While the surveys studied the practicality of different routes, an overarching question plagued the decision on where to build - should the railroad terminate in the North or in the South? The decision remained in political gridlock until the secession of the Southern states made the choice moot. A northern route was selected with Council Bluffs, Iowa as the eastern terminus.
Four surveys were conducted exploring east to west routes at different latitudes. The northern route was near the 47th and 49th parallels. A central route was near the 38th and 39th parallel. A southern route near the 35th parallel. An extreme southern route near the 32nd parallel went partially into Mexico. Several additional surveys explored the Pacific side and a means to connect to the main east west routes. The survey reports filled twelve volumes with data consisting of maps, topographical profiles, zoological, botanical and anthropological reports, prints, and lithographs.

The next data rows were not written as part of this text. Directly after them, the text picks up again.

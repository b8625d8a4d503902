//! Container ledger: per destination, how many pallets/cartons came from which container.
//!
//! Derived bookkeeping kept in step with location occupancy. Containers of a
//! destination keep their recording order, which is the order FIFO deduction
//! consumes them in.

use std::collections::BTreeMap;

use serde::de::{MapAccess, Visitor};
use serde::ser::SerializeMap;
use serde::{Deserialize, Deserializer, Serialize, Serializer};

use slotwise_core::ContainerId;

use crate::classifier::same_destination;
use crate::location::Location;

/// Stock attributed to one container for one destination.
#[derive(Debug, Clone, PartialEq, Eq)]
pub struct ContainerEntry {
    pub container_id: ContainerId,
    pub pallets: u32,
    pub cartons: u32,
}

/// What a ledger deduction actually removed.
#[derive(Debug, Clone, Default, PartialEq, Eq, Serialize)]
pub struct LedgerDeduction {
    pub pallets: u32,
    pub cartons: u32,
    /// Containers whose counters changed, in the order they were consumed.
    pub touched: Vec<ContainerId>,
}

/// A destination whose ledger total exceeds the stock located for it.
#[derive(Debug, Clone, PartialEq, Eq, Serialize)]
pub struct LedgerDiscrepancy {
    pub destination: String,
    pub ledger_pallets: u64,
    pub located_pallets: u64,
}

#[derive(Debug, Clone, Default, PartialEq, Eq)]
struct Containers(Vec<ContainerEntry>);

/// `destination -> containerId -> {pallets, cartons}`.
#[derive(Debug, Clone, Default, PartialEq, Eq, Serialize)]
#[serde(transparent)]
pub struct ContainerLedger {
    destinations: BTreeMap<String, Containers>,
}

impl Containers {
    fn find_mut(&mut self, container_id: &ContainerId) -> Option<&mut ContainerEntry> {
        self.0
            .iter_mut()
            .find(|entry| entry.container_id.matches(container_id))
    }

    fn add(&mut self, container_id: &ContainerId, pallets: u32, cartons: u32) {
        match self.find_mut(container_id) {
            Some(entry) => {
                entry.pallets = entry.pallets.saturating_add(pallets);
                entry.cartons = entry.cartons.saturating_add(cartons);
            }
            None => self.0.push(ContainerEntry {
                container_id: container_id.clone(),
                pallets,
                cartons,
            }),
        }
    }

    fn prune(&mut self) {
        self.0.retain(|entry| entry.pallets > 0);
    }

    fn pallets(&self) -> u64 {
        self.0.iter().map(|entry| u64::from(entry.pallets)).sum()
    }
}

impl ContainerLedger {
    pub fn new() -> Self {
        Self::default()
    }

    pub fn is_empty(&self) -> bool {
        self.destinations.is_empty()
    }

    /// Destination keys, sorted.
    pub fn destinations(&self) -> impl Iterator<Item = &str> {
        self.destinations.keys().map(String::as_str)
    }

    fn key_for(&self, destination: &str) -> Option<String> {
        self.destinations
            .keys()
            .find(|key| same_destination(key, destination))
            .cloned()
    }

    /// Containers recorded for `destination`, in FIFO order.
    pub fn containers(&self, destination: &str) -> &[ContainerEntry] {
        self.key_for(destination)
            .and_then(|key| self.destinations.get(&key))
            .map(|containers| containers.0.as_slice())
            .unwrap_or(&[])
    }

    /// Total pallets attributed to `destination` across its containers.
    pub fn destination_total(&self, destination: &str) -> u64 {
        self.key_for(destination)
            .and_then(|key| self.destinations.get(&key))
            .map(Containers::pallets)
            .unwrap_or(0)
    }

    /// Additive merge of one container's contribution to a destination.
    pub fn record(&mut self, destination: &str, container_id: &ContainerId, pallets: u32, cartons: u32) {
        let key = self
            .key_for(destination)
            .unwrap_or_else(|| destination.trim().to_string());
        let containers = self.destinations.entry(key.clone()).or_default();
        containers.add(container_id, pallets, cartons);
        containers.prune();
        if containers.0.is_empty() {
            self.destinations.remove(&key);
        }
    }

    /// Deduct from one named container. `None` when the ledger has no such entry.
    pub fn deduct_container(
        &mut self,
        destination: &str,
        container_id: &ContainerId,
        pallets: u32,
        cartons: u32,
    ) -> Option<LedgerDeduction> {
        let key = self.key_for(destination)?;
        let containers = self.destinations.get_mut(&key)?;
        let entry = containers.find_mut(container_id)?;

        let taken_pallets = pallets.min(entry.pallets);
        let taken_cartons = cartons.min(entry.cartons);
        entry.pallets -= taken_pallets;
        entry.cartons -= taken_cartons;
        let touched = vec![entry.container_id.clone()];

        self.settle(&key);
        Some(LedgerDeduction {
            pallets: taken_pallets,
            cartons: taken_cartons,
            touched,
        })
    }

    /// Deduct across the destination's containers oldest first.
    ///
    /// Pallets and cartons are consumed independently, each until its own
    /// amount is exhausted.
    pub fn deduct_fifo(&mut self, destination: &str, pallets: u32, cartons: u32) -> LedgerDeduction {
        let Some(key) = self.key_for(destination) else {
            return LedgerDeduction::default();
        };
        let Some(containers) = self.destinations.get_mut(&key) else {
            return LedgerDeduction::default();
        };

        let mut deduction = LedgerDeduction::default();
        let mut pallets_left = pallets;
        let mut cartons_left = cartons;

        for entry in containers.0.iter_mut() {
            if pallets_left == 0 && cartons_left == 0 {
                break;
            }
            let take_pallets = pallets_left.min(entry.pallets);
            let take_cartons = cartons_left.min(entry.cartons);
            if take_pallets == 0 && take_cartons == 0 {
                continue;
            }
            entry.pallets -= take_pallets;
            entry.cartons -= take_cartons;
            pallets_left -= take_pallets;
            cartons_left -= take_cartons;
            deduction.pallets += take_pallets;
            deduction.cartons += take_cartons;
            deduction.touched.push(entry.container_id.clone());
        }

        self.settle(&key);
        deduction
    }

    fn settle(&mut self, key: &str) {
        if let Some(containers) = self.destinations.get_mut(key) {
            containers.prune();
            if containers.0.is_empty() {
                self.destinations.remove(key);
            }
        }
    }

    /// Destinations whose ledger pallets exceed the pallets of locations tagged with them.
    pub fn check_consistency(&self, locations: &[Location]) -> Vec<LedgerDiscrepancy> {
        self.destinations
            .iter()
            .filter_map(|(destination, containers)| {
                let ledger_pallets = containers.pallets();
                let located_pallets: u64 = locations
                    .iter()
                    .filter(|loc| loc.holds(destination))
                    .map(|loc| u64::from(loc.current_pallets))
                    .sum();
                (ledger_pallets > located_pallets).then(|| LedgerDiscrepancy {
                    destination: destination.clone(),
                    ledger_pallets,
                    located_pallets,
                })
            })
            .collect()
    }
}

#[derive(Serialize)]
struct WireCounts {
    pallets: u32,
    cartons: u32,
}

/// Per-container value as stored; early snapshots kept a bare pallet count.
#[derive(Deserialize)]
#[serde(untagged)]
enum WireValue {
    Legacy(u32),
    Counts {
        pallets: u32,
        #[serde(default)]
        cartons: u32,
    },
}

impl Serialize for Containers {
    fn serialize<S: Serializer>(&self, serializer: S) -> Result<S::Ok, S::Error> {
        let mut map = serializer.serialize_map(Some(self.0.len()))?;
        for entry in &self.0 {
            map.serialize_entry(
                entry.container_id.as_str(),
                &WireCounts {
                    pallets: entry.pallets,
                    cartons: entry.cartons,
                },
            )?;
        }
        map.end()
    }
}

struct ContainersVisitor;

impl<'de> Visitor<'de> for ContainersVisitor {
    type Value = Containers;

    fn expecting(&self, f: &mut core::fmt::Formatter<'_>) -> core::fmt::Result {
        f.write_str("a map of container ids to pallet counts")
    }

    fn visit_map<A: MapAccess<'de>>(self, mut access: A) -> Result<Self::Value, A::Error> {
        let mut containers = Containers::default();
        while let Some((container_id, value)) = access.next_entry::<ContainerId, WireValue>()? {
            let (pallets, cartons) = match value {
                WireValue::Legacy(pallets) => (pallets, 0),
                WireValue::Counts { pallets, cartons } => (pallets, cartons),
            };
            containers.add(&container_id, pallets, cartons);
        }
        containers.prune();
        Ok(containers)
    }
}

impl<'de> Deserialize<'de> for Containers {
    fn deserialize<D: Deserializer<'de>>(deserializer: D) -> Result<Self, D::Error> {
        deserializer.deserialize_map(ContainersVisitor)
    }
}

impl<'de> Deserialize<'de> for ContainerLedger {
    fn deserialize<D: Deserializer<'de>>(deserializer: D) -> Result<Self, D::Error> {
        let mut destinations = BTreeMap::<String, Containers>::deserialize(deserializer)?;
        destinations.retain(|_, containers| !containers.0.is_empty());
        Ok(Self { destinations })
    }
}

#[cfg(test)]
mod tests {
    use super::*;
    use crate::location::ZoneType;
    use slotwise_core::LocationCode;

    fn cid(raw: &str) -> ContainerId {
        ContainerId::new(raw).unwrap()
    }

    fn ledger_with(entries: &[(&str, &str, u32, u32)]) -> ContainerLedger {
        let mut ledger = ContainerLedger::new();
        for (destination, container, pallets, cartons) in entries {
            ledger.record(destination, &cid(container), *pallets, *cartons);
        }
        ledger
    }

    #[test]
    fn record_merges_existing_pairs() {
        let ledger = ledger_with(&[("XLX7", "C1", 4, 40), ("XLX7", "c1", 2, 10), ("XLX7", "C2", 1, 5)]);
        let containers = ledger.containers("XLX7");
        assert_eq!(containers.len(), 2);
        assert_eq!(containers[0].pallets, 6);
        assert_eq!(containers[0].cartons, 50);
        assert_eq!(ledger.destination_total("fba-xlx7"), 7);
    }

    #[test]
    fn zero_pallet_records_are_not_kept() {
        let ledger = ledger_with(&[("XLX7", "C1", 0, 12)]);
        assert!(ledger.is_empty());
    }

    #[test]
    fn fifo_consumes_oldest_container_first() {
        let mut ledger = ledger_with(&[("XLX7", "C1", 10, 0), ("XLX7", "C2", 5, 0)]);
        let taken = ledger.deduct_fifo("XLX7", 12, 0);
        assert_eq!(taken.pallets, 12);
        assert_eq!(taken.touched, vec![cid("C1"), cid("C2")]);

        let containers = ledger.containers("XLX7");
        assert_eq!(containers.len(), 1);
        assert_eq!(containers[0].container_id, cid("C2"));
        assert_eq!(containers[0].pallets, 3);
    }

    #[test]
    fn fifo_cartons_are_consumed_independently() {
        let mut ledger = ledger_with(&[("XLX7", "C1", 2, 5), ("XLX7", "C2", 3, 30)]);
        let taken = ledger.deduct_fifo("XLX7", 1, 12);
        assert_eq!(taken.pallets, 1);
        assert_eq!(taken.cartons, 12);
        let containers = ledger.containers("XLX7");
        assert_eq!((containers[0].pallets, containers[0].cartons), (1, 0));
        assert_eq!((containers[1].pallets, containers[1].cartons), (3, 23));
    }

    #[test]
    fn emptied_destination_is_removed() {
        let mut ledger = ledger_with(&[("XLX7", "C1", 3, 0), ("ONT8", "C1", 1, 0)]);
        ledger.deduct_fifo("XLX7", 10, 0);
        assert_eq!(ledger.destinations().collect::<Vec<_>>(), vec!["ONT8"]);
    }

    #[test]
    fn named_container_matches_case_insensitively() {
        let mut ledger = ledger_with(&[("XLX7", "MSKU1", 4, 8), ("XLX7", "MSKU2", 4, 8)]);
        let taken = ledger.deduct_container("XLX7", &cid("msku2"), 4, 100).unwrap();
        assert_eq!((taken.pallets, taken.cartons), (4, 8));
        let containers = ledger.containers("XLX7");
        assert_eq!(containers.len(), 1);
        assert_eq!(containers[0].container_id, cid("MSKU1"));
        assert!(ledger.deduct_container("XLX7", &cid("NOPE"), 1, 0).is_none());
    }

    #[test]
    fn legacy_bare_counts_are_normalized() {
        let json = r#"{"XLX7": {"C9": 7, "C1": {"pallets": 2, "cartons": 20}, "C5": 0}, "ONT8": {"C3": 0}}"#;
        let ledger: ContainerLedger = serde_json::from_str(json).unwrap();
        let containers = ledger.containers("XLX7");
        // Document order is kept, zero entries are dropped.
        assert_eq!(containers.len(), 2);
        assert_eq!(containers[0].container_id, cid("C9"));
        assert_eq!((containers[0].pallets, containers[0].cartons), (7, 0));

        assert!(ledger.containers("ONT8").is_empty());
        assert_eq!(ledger.destinations().count(), 1);

        let out = serde_json::to_value(&ledger).unwrap();
        assert_eq!(out["XLX7"]["C9"], serde_json::json!({"pallets": 7, "cartons": 0}));
    }

    #[test]
    fn consistency_check_flags_unbacked_ledger_stock() {
        let ledger = ledger_with(&[("XLX7", "C1", 10, 0), ("ONT8", "C1", 2, 0)]);
        let locations = vec![
            Location::new(LocationCode::new("A01").unwrap(), ZoneType::AmazonMainA)
                .with_stock("XLX7", 6, 0),
            Location::new(LocationCode::new("A02").unwrap(), ZoneType::AmazonMainA)
                .with_stock("ONT8", 2, 0),
        ];
        let issues = ledger.check_consistency(&locations);
        assert_eq!(issues.len(), 1);
        assert_eq!(issues[0].destination, "XLX7");
        assert_eq!((issues[0].ledger_pallets, issues[0].located_pallets), (10, 6));
    }
}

Portrait of Caleb Burwell Rowan Kennerly shows him in expedition gear. He participated in the Pacific Railroad Survey in 1853-1854.
Six major expeditions of the Great Plains to the Pacific coast explored routes for the transcontinental railroad. The Smithsonian Institution provided detailed scientific instructions and equipment for the surveys. Specimens collected during these surveys became a significant part of the Smithsonian's collections and contained many new species.
They were directed to observe and note all the objects and phenomena which have an immediate or remote bearing upon the railway, or which might seem to develop the resources,
peculiarities, and climate of the country; to determine geograpihical positions, obtain the topography, observe the meteorology, including the data for barometric profiles, and two of the parties were to determine the direction and intensity of the magnetic force. They were to make a geological survey of the lines; to collect information upon, and specimens of, the botany and zoology of the country ; and to obtain statistics of the Indian tribes which are found in the regions traversed. Thus would be obtained all the information ibr the general consideration of the question, as well as the data upon which the cost of construction and working a railroad depend.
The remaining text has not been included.